Kamras Feeds a False Narrative

Jason Kamras

In a Sunday op-ed in the Richmond Times-Dispatch, Richmond city school Superintendent Jason Kamras opined on “institutional racism” in Virginia schools. In building his case for the existence of such injustice, he cited the supposed disparity in funding, writing:

According to the National Center on Education Statistics, Virginia’s highest poverty school divisions — which serve large percentages of children of color — receive 8.3 percent less in per pupil funding than the state’s wealthiest districts. Put plainly: the students who should be getting more are actually getting less. If all the children in our poorest school divisions were white, I am certain the commonwealth would have found a way to fix its convoluted and unjust funding policies so that our lower-income communities received more.

Really? Let’s look at the numbers. The following data come from the Superintendent’s Annual Report for Virginia based on FY 2016 budgets:

Per pupil spending
City of Richmond — $13,843
Hanover County — $9,772
Henrico County — $9,644
Chesterfield County — $9,592

Looking at statewide averages is meaningless. There is a wide gulf in the cost of living and prevailing wages between the wealthy localities of Northern Virginia and the less affluent counties of the Rest of Virginia. High spending in NoVa skews the statewide numbers. The relevant comparison in ascertaining disparities in funding is between schools districts in the same labor market. In the Richmond metropolitan area, the City of Richmond spends roughly 40% more per pupil than its labor-market peers in Hanover, Henrico and Chesterfield with predominantly white schools systems.

(Kamras’ claims also overlook the fact that Virginia’s school funding formula is designed to transfer wealth from affluent localities to poorer localities, and it ignores the larger question of the relationship between per-pupil spending and educational outcomes, which is essentially nil.) 

The problem in Richmond schools is not a lack of money — it’s a history of disgracefully inept administration. If Kamras has a saving grace as an education executive, it’s that he implicitly acknowledges the wastefulness of Richmond school spending in his latest budget. He has proposed whacking 49 positions out of the bloated central administrative staff to save $3.2 million — part of $13 million he wants to cut out of the $300 million budget.

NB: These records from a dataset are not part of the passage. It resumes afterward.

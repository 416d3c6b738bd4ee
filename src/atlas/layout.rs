use std::ops::Range;

use bevy::{
    prelude::*,
    render::render_resource::TextureFormat,
};
use serde::{Deserialize, Serialize};

use crate::batch::SH_COEFF_COUNT;


/// Half float channels per atlas texel.
pub const TEXEL_CHANNELS: usize = 4;

/// position, color + alpha, scale, orientation
pub const ATTRIBUTE_TEXELS_PER_SPLAT: usize = 4;


#[derive(
    Clone,
    Copy,
    Debug,
    Eq,
    Hash,
    Ord,
    PartialEq,
    PartialOrd,
    Reflect,
    Serialize,
    Deserialize,
)]
pub enum AtlasSlot {
    SortedIndex,
    Attributes,
    Sh,
    ShDeg1And2,
    ShDeg3,
}

impl AtlasSlot {
    pub fn label(&self) -> &'static str {
        match self {
            Self::SortedIndex => "splat_sorted_index_texture",
            Self::Attributes => "splat_pos_color_alpha_scale_orient_texture",
            Self::Sh => "splat_sh_texture",
            Self::ShDeg1And2 => "splat_sh_deg1_and_2_texture",
            Self::ShDeg3 => "splat_sh_deg3_texture",
        }
    }
}


/// One spherical harmonic atlas: which coefficients it stores and how many
/// texels each splat occupies (kept a power of two).
#[derive(Clone, Debug, PartialEq, Eq)]
pub struct ShAtlas {
    pub slot: AtlasSlot,
    pub coefficients: Range<usize>,
    pub texels_per_splat: usize,
}

static SPLIT_SH: [ShAtlas; 2] = [
    ShAtlas {
        slot: AtlasSlot::ShDeg1And2,
        coefficients: 0..8,
        texels_per_splat: 8,
    },
    ShAtlas {
        slot: AtlasSlot::ShDeg3,
        coefficients: 8..SH_COEFF_COUNT,
        texels_per_splat: 8,
    },
];

static COMBINED_SH: [ShAtlas; 1] = [
    ShAtlas {
        slot: AtlasSlot::Sh,
        coefficients: 0..SH_COEFF_COUNT,
        texels_per_splat: 16,
    },
];


#[derive(
    Clone,
    Copy,
    Debug,
    Default,
    Eq,
    Hash,
    PartialEq,
    Reflect,
    Serialize,
    Deserialize,
)]
pub enum ShPacking {
    /// degree 1 and 2 in one atlas, degree 3 in another
    #[default]
    Split,
    Combined,
}

#[derive(
    Clone,
    Copy,
    Debug,
    Default,
    Eq,
    Hash,
    PartialEq,
    Reflect,
    Serialize,
    Deserialize,
)]
pub enum IndexEncoding {
    #[default]
    Integer,
    /// index divided by the splat count, for targets without integer sampling
    NormalizedFloat,
}


/// Texture layout policy, chosen once when the compositor is created.
#[derive(
    Clone,
    Copy,
    Debug,
    Default,
    Eq,
    Hash,
    PartialEq,
    Reflect,
    Serialize,
    Deserialize,
)]
pub struct AtlasLayout {
    pub sh_packing: ShPacking,
    pub index_encoding: IndexEncoding,
}

impl AtlasLayout {
    pub fn sh_atlases(&self) -> &'static [ShAtlas] {
        match self.sh_packing {
            ShPacking::Split => &SPLIT_SH,
            ShPacking::Combined => &COMBINED_SH,
        }
    }

    pub fn slots(&self) -> impl Iterator<Item = AtlasSlot> {
        [AtlasSlot::SortedIndex, AtlasSlot::Attributes]
            .into_iter()
            .chain(self.sh_atlases().iter().map(|atlas| atlas.slot))
    }

    pub fn format(&self, slot: AtlasSlot) -> TextureFormat {
        match slot {
            AtlasSlot::SortedIndex => match self.index_encoding {
                IndexEncoding::Integer => TextureFormat::R32Uint,
                IndexEncoding::NormalizedFloat => TextureFormat::R32Float,
            },
            // rgb coefficient atlases are padded to rgba, no three channel formats exist
            AtlasSlot::Attributes | AtlasSlot::Sh | AtlasSlot::ShDeg1And2 | AtlasSlot::ShDeg3 => {
                TextureFormat::Rgba16Float
            }
        }
    }
}


#[cfg(test)]
mod tests {
    use super::*;

    #[test]
    fn sh_atlases_cover_every_coefficient_once() {
        for packing in [ShPacking::Split, ShPacking::Combined] {
            let layout = AtlasLayout {
                sh_packing: packing,
                ..default()
            };

            let mut covered: Vec<usize> = layout
                .sh_atlases()
                .iter()
                .flat_map(|atlas| {
                    assert!(atlas.coefficients.len() <= atlas.texels_per_splat);
                    assert!(atlas.texels_per_splat.is_power_of_two());
                    atlas.coefficients.clone()
                })
                .collect();
            covered.sort_unstable();

            assert_eq!(covered, (0..SH_COEFF_COUNT).collect::<Vec<_>>());
        }
    }

    #[test]
    fn index_format_follows_encoding() {
        let integer = AtlasLayout::default();
        assert_eq!(integer.format(AtlasSlot::SortedIndex), TextureFormat::R32Uint);

        let normalized = AtlasLayout {
            index_encoding: IndexEncoding::NormalizedFloat,
            ..default()
        };
        assert_eq!(normalized.format(AtlasSlot::SortedIndex), TextureFormat::R32Float);
        assert_eq!(normalized.format(AtlasSlot::ShDeg3), TextureFormat::Rgba16Float);
    }

    #[test]
    fn split_layout_slots() {
        let slots: Vec<_> = AtlasLayout::default().slots().collect();
        assert_eq!(
            slots,
            vec![
                AtlasSlot::SortedIndex,
                AtlasSlot::Attributes,
                AtlasSlot::ShDeg1And2,
                AtlasSlot::ShDeg3,
            ]
        );
    }
}
use bevy::{
    prelude::*,
    render::render_resource::{
        BlendComponent,
        BlendFactor,
        BlendOperation,
        BlendState,
        TextureFormat,
    },
};
use bytemuck::{Pod, Zeroable};
use serde::{Deserialize, Serialize};
use static_assertions::const_assert_eq;

use crate::atlas::AtlasSlot;

pub mod headless;
pub mod image;


/// One splat quad: two triangles.
pub const SPLAT_VERTEX_COUNT: u32 = 6;


#[derive(Debug, thiserror::Error)]
pub enum RenderError {
    #[error("failed to allocate {slot:?} texture with side {dimension}")]
    TextureAllocation {
        slot: AtlasSlot,
        dimension: u32,
    },
    #[error("{slot:?} texture is not allocated")]
    MissingTexture {
        slot: AtlasSlot,
    },
    #[error("{slot:?} texture holds {expected} bytes, got {actual}")]
    TextureSize {
        slot: AtlasSlot,
        expected: usize,
        actual: usize,
    },
    #[error("shader program {0:?} is unavailable")]
    MissingProgram(ShaderProgram),
    #[error("draw failed: {0}")]
    Draw(String),
}


#[derive(
    Clone,
    Copy,
    Debug,
    Eq,
    Hash,
    PartialEq,
    Reflect,
    Serialize,
    Deserialize,
)]
pub enum ShaderProgram {
    Main,
    /// point preview, owned by adapters
    Wire,
}


#[derive(
    Clone,
    Copy,
    Debug,
    Eq,
    PartialEq,
)]
pub struct DepthState {
    pub test: bool,
    pub write: bool,
}


/// `(1 - dst_alpha, 1)` with add for both color and alpha. Splats are drawn
/// front to back, each one filling what earlier splats left uncovered.
pub fn splat_blend_state() -> BlendState {
    let component = BlendComponent {
        src_factor: BlendFactor::OneMinusDstAlpha,
        dst_factor: BlendFactor::One,
        operation: BlendOperation::Add,
    };

    BlendState {
        color: component,
        alpha: component,
    }
}

pub fn splat_depth_state() -> DepthState {
    DepthState {
        test: true,
        write: false,
    }
}


/// Uniform block of the main splat program. Dimensions of atlases that were
/// not allocated are 0.
#[derive(
    Clone,
    Copy,
    Debug,
    Default,
    PartialEq,
    Pod,
    Zeroable,
)]
#[repr(C)]
pub struct SplatUniforms {
    pub origin: [f32; 3],
    pub splat_count: u32,

    pub world_camera_position: [f32; 3],
    pub vertex_count: u32,

    pub sorted_index_dimension: u32,
    pub attributes_dimension: u32,
    /// degree 1 and 2 (or combined) atlas, then degree 3 atlas
    pub sh_dimensions: [u32; 2],

    pub sh_order: u32,
    pub sh_enabled: u32,
    pub index_normalized: u32,
    pub _pad: u32,
}

const_assert_eq!(std::mem::size_of::<SplatUniforms>(), 64);


/// What the compositor needs from the host graphics context. Every call that
/// touches a GPU resource may fail; the compositor then skips the frame.
pub trait RenderContext {
    /// World space position of the viewing camera.
    fn camera_position(&self) -> Vec3;

    /// (Re)allocates the texture behind `slot`. A zero `dimension` releases it.
    fn allocate_texture(
        &mut self,
        slot: AtlasSlot,
        format: TextureFormat,
        dimension: u32,
    ) -> Result<(), RenderError>;

    /// Replaces the whole contents of an allocated texture.
    fn write_texture(&mut self, slot: AtlasSlot, bytes: &[u8]) -> Result<(), RenderError>;

    fn bind_program(&mut self, program: ShaderProgram) -> Result<(), RenderError>;

    fn push_blend(&mut self, blend: BlendState);
    fn pop_blend(&mut self);

    fn push_depth(&mut self, depth: DepthState);
    fn pop_depth(&mut self);

    fn bind_texture(&mut self, slot: AtlasSlot, unit: u32) -> Result<(), RenderError>;

    fn set_uniforms(&mut self, uniforms: &SplatUniforms);

    fn draw_instanced(&mut self, vertex_count: u32, instance_count: u32) -> Result<(), RenderError>;
}


/// Bytes of a square texture of side `dimension`.
pub fn texture_bytes(format: TextureFormat, dimension: u32) -> usize {
    let texel = format.block_copy_size(None).unwrap_or(0) as usize;
    (dimension as usize).pow(2) * texel
}


#[cfg(test)]
mod tests {
    use super::*;

    #[test]
    fn blend_fills_behind_existing_coverage() {
        let blend = splat_blend_state();

        assert_eq!(blend.color, blend.alpha);
        assert_eq!(blend.color.src_factor, BlendFactor::OneMinusDstAlpha);
        assert_eq!(blend.color.dst_factor, BlendFactor::One);
        assert_eq!(blend.color.operation, BlendOperation::Add);
    }

    #[test]
    fn depth_is_tested_not_written() {
        let depth = splat_depth_state();
        assert!(depth.test);
        assert!(!depth.write);
    }

    #[test]
    fn texture_byte_sizes() {
        assert_eq!(texture_bytes(TextureFormat::Rgba16Float, 4), 16 * 8);
        assert_eq!(texture_bytes(TextureFormat::R32Uint, 8), 64 * 4);
        assert_eq!(texture_bytes(TextureFormat::R32Float, 0), 0);
    }
}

I applaud Kamras’ willingness to make tough budgetary decisions such as cutting staff and reallocating funds to such necessities as bathroom maintenance. But his rhetoric on institutional racism in school funding is intellectually dishonest. If Kamras were President Trump, the fact-checking brigades would award him five Pinocchios and accuse him of lying. Perhaps the rhetoric gives Kamras the political cover he needs to make the hard choices, but it serves a false and destructive narrative of racial grievance.